Systematic evaluation of pH and thermoresponsive poly(n-isopropylacrylamide-chitosan-fluorescein) microgel

The interesting properties of stimuli-responsive polymers lead to a wide range of possibilities in design and engineering of functional material for the biomedical application. A systematic approach focused on the evaluation of the physical properties of multiresponse (pH and temperature) PNIPAM was reported in this work. The effect of three different molar ratios of poly(n-isopropylacrylamide): chitosan (1:49, 1:99 and 1:198) were evaluated and labeled correspondingly as PC₁F, PC₂F, and PC₃F. An increase in the lower critical solution temperature (LCST) of sample PC₁F (34°C) was observed by differential scanning calorimetry (DSC).

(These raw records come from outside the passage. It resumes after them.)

//! Blob store on a local directory.
//!
//! Blobs are flat files directly under the root. Staged uploads are written
//! to `<key>.tmp.<uuid>` next to their final location and committed with a
//! hard link, which fails instead of replacing an existing blob.

use crate::error::{StorageError, StorageResult};
use crate::traits::{ByteStream, ObjectMeta, ObjectStore, StreamingUpload};
use async_trait::async_trait;
use bytes::Bytes;
use std::path::{Component, Path, PathBuf};
use tokio::fs;
use tokio::io::AsyncWriteExt;
use tracing::{instrument, warn};
use uuid::Uuid;

/// Read size for streamed blobs.
const STREAM_CHUNK_SIZE: usize = 64 * 1024;

/// Flat directory of blobs named by storage name.
pub struct FilesystemBackend {
    root: PathBuf,
}

impl FilesystemBackend {
    /// Open the store at `root`, creating the directory if needed. An empty
    /// path is refused.
    pub async fn new(root: impl AsRef<Path>) -> StorageResult<Self> {
        let root = root.as_ref().to_path_buf();
        if root.as_os_str().is_empty() {
            return Err(StorageError::Config(
                "storage root path is empty".to_string(),
            ));
        }
        fs::create_dir_all(&root).await?;
        Ok(Self { root })
    }

    /// Resolve `key` on the blocking pool, since confinement canonicalizes
    /// and stats paths.
    async fn key_path(&self, key: &str) -> StorageResult<PathBuf> {
        validate_name(key)?;
        let root = self.root.clone();
        let key = key.to_string();
        tokio::task::spawn_blocking(move || confine(&root, &key))
            .await
            .map_err(|e| StorageError::Io(std::io::Error::other(format!("resolver task: {e}"))))?
    }

    fn not_found_or_io(key: &str, e: std::io::Error) -> StorageError {
        if e.kind() == std::io::ErrorKind::NotFound {
            StorageError::NotFound(key.to_string())
        } else {
            StorageError::Io(e)
        }
    }
}

/// A storage name is exactly one normal path component.
fn validate_name(key: &str) -> StorageResult<()> {
    if key.is_empty() {
        return Err(StorageError::InvalidKey("empty name".to_string()));
    }
    if key.contains(['/', '\\', '\0']) {
        return Err(StorageError::InvalidKey(format!("separator in name: {key}")));
    }
    let mut components = Path::new(key).components();
    if !matches!(
        (components.next(), components.next()),
        (Some(Component::Normal(_)), None)
    ) {
        return Err(StorageError::InvalidKey(format!("not a plain file name: {key}")));
    }
    Ok(())
}

fn with_context(e: std::io::Error, what: &str) -> StorageError {
    StorageError::Io(std::io::Error::new(e.kind(), format!("{what}: {e}")))
}

/// Join `key` onto `root`, refusing an existing entry (a planted symlink,
/// say) that resolves outside the root.
fn confine(root: &Path, key: &str) -> StorageResult<PathBuf> {
    let path = root.join(key);
    let meta = match std::fs::symlink_metadata(&path) {
        Ok(meta) => meta,
        Err(e) if e.kind() == std::io::ErrorKind::NotFound => return Ok(path),
        Err(e) => return Err(with_context(e, "stat blob path")),
    };

    let root_real = root
        .canonicalize()
        .map_err(|e| with_context(e, "resolve storage root"))?;
    let real = match path.canonicalize() {
        Ok(real) => real,
        Err(_) if meta.file_type().is_symlink() => {
            return Err(StorageError::InvalidKey(format!("dangling symlink: {key}")));
        }
        Err(e) => return Err(with_context(e, "resolve blob path")),
    };
    if !real.starts_with(&root_real) {
        return Err(StorageError::InvalidKey(format!(
            "resolved path escapes storage root: {key}"
        )));
    }
    Ok(path)
}

#[async_trait]
impl ObjectStore for FilesystemBackend {
    #[instrument(skip(self), fields(backend = "filesystem"))]
    async fn exists(&self, key: &str) -> StorageResult<bool> {
        let path = self.key_path(key).await?;
        fs::try_exists(&path).await.map_err(StorageError::Io)
    }

    #[instrument(skip(self), fields(backend = "filesystem"))]
    async fn head(&self, key: &str) -> StorageResult<ObjectMeta> {
        let path = self.key_path(key).await?;
        let metadata = fs::metadata(&path)
            .await
            .map_err(|e| Self::not_found_or_io(key, e))?;
        if !metadata.is_file() {
            return Err(StorageError::NotFound(key.to_string()));
        }

        Ok(ObjectMeta {
            size: metadata.len(),
        })
    }

    #[instrument(skip(self), fields(backend = "filesystem"))]
    async fn get_stream(&self, key: &str) -> StorageResult<ByteStream> {
        use tokio::io::AsyncReadExt;

        let path = self.key_path(key).await?;
        let file = fs::File::open(&path)
            .await
            .map_err(|e| Self::not_found_or_io(key, e))?;

        let stream = async_stream::try_stream! {
            let mut file = file;
            let mut buf = vec![0u8; STREAM_CHUNK_SIZE];
            loop {
                let n = file.read(&mut buf).await?;
                if n == 0 {
                    break;
                }
                yield Bytes::copy_from_slice(&buf[..n]);
            }
        };

        Ok(Box::pin(stream))
    }

    #[instrument(skip(self, data), fields(backend = "filesystem", size = data.len()))]
    async fn put(&self, key: &str, data: Bytes) -> StorageResult<()> {
        let mut upload = self.put_stream(key).await?;
        if let Err(e) = upload.write(data).await {
            let _ = upload.abort().await;
            return Err(e);
        }
        upload.finish().await?;
        Ok(())
    }

    #[instrument(skip(self), fields(backend = "filesystem"))]
    async fn put_stream(&self, key: &str) -> StorageResult<Box<dyn StreamingUpload>> {
        let path = self.key_path(key).await?;
        if fs::try_exists(&path).await? {
            return Err(StorageError::AlreadyExists(key.to_string()));
        }

        // Unique suffix so concurrent uploads never share a staging file.
        let temp_path = self.root.join(format!("{key}.tmp.{}", Uuid::new_v4()));
        let file = fs::OpenOptions::new()
            .write(true)
            .create_new(true)
            .open(&temp_path)
            .await?;

        Ok(Box::new(FilesystemUpload {
            key: key.to_string(),
            file,
            temp_path,
            final_path: path,
            bytes_written: 0,
        }))
    }

    fn backend_name(&self) -> &'static str {
        "filesystem"
    }

    #[instrument(skip(self), fields(backend = "filesystem"))]
    async fn health_check(&self) -> StorageResult<()> {
        let metadata = fs::metadata(&self.root)
            .await
            .map_err(|e| with_context(e, "storage root not accessible"))?;
        if !metadata.is_dir() {
            return Err(StorageError::Io(std::io::Error::new(
                std::io::ErrorKind::NotADirectory,
                format!("storage root {} is not a directory", self.root.display()),
            )));
        }
        Ok(())
    }
}

/// Staged upload for the filesystem backend.
struct FilesystemUpload {
    key: String,
    file: fs::File,
    temp_path: PathBuf,
    final_path: PathBuf,
    bytes_written: u64,
}

#[async_trait]
impl StreamingUpload for FilesystemUpload {
    async fn write(&mut self, data: Bytes) -> StorageResult<()> {
        self.file.write_all(&data).await?;
        self.bytes_written += data.len() as u64;
        Ok(())
    }

    async fn finish(self: Box<Self>) -> StorageResult<u64> {
        let FilesystemUpload {
            key,
            file,
            temp_path,
            final_path,
            bytes_written,
        } = *self;

        if let Err(e) = file.sync_all().await {
            drop(file);
            let _ = fs::remove_file(&temp_path).await;
            return Err(e.into());
        }
        drop(file);

        // hard_link never replaces an existing target.
        let linked = fs::hard_link(&temp_path, &final_path).await;
        if let Err(e) = fs::remove_file(&temp_path).await {
            warn!(path = ?temp_path, error = %e, "Failed to remove staging file");
        }

        match linked {
            Ok(()) => {
                sync_parent(&final_path).await;
                Ok(bytes_written)
            }
            Err(e) if e.kind() == std::io::ErrorKind::AlreadyExists => {
                Err(StorageError::AlreadyExists(key))
            }
            Err(e) => Err(StorageError::Io(e)),
        }
    }

    async fn abort(self: Box<Self>) -> StorageResult<()> {
        drop(self.file);
        let _ = fs::remove_file(&self.temp_path).await;
        Ok(())
    }
}

/// Flush the directory entry of a freshly committed blob.
#[cfg(unix)]
async fn sync_parent(path: &Path) {
    let Some(parent) = path.parent() else {
        return;
    };
    let result = async { fs::File::open(parent).await?.sync_all().await }.await;
    if let Err(e) = result {
        warn!(dir = ?parent, error = %e, "Failed to sync storage directory");
    }
}

#[cfg(not(unix))]
async fn sync_parent(_path: &Path) {}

The presence of low molecular weight chitosan (LMWC) full-interpenetrating polymer (Full-IPN) segments in poly(n-isopropylacrylamide) was confirmed by Fourier-transform infrared spectroscopy (FT-IR). The hydrogel's water capture was analyzed by two models of swelling, the power law model and a model that considers the relaxation of polymeric chains of the hydrogel, finding good correlations with experimental data in both cases. Sample PC₃F resulted with higher swellability, increasing the weight of the hydrogel around seven times. Hydrogel pH-sensibility was confirmed placing the samples at different pH environments, with an apparent increase in swellability for acidic conditions, confirming the highest swellability for sample PC₃F, due to hydrogen bonds boosted by chitosan high molar ratio. Based on these results, the hydrogel obtained has potential as a thermo-pH triggered hydrogel in drug delivery applications.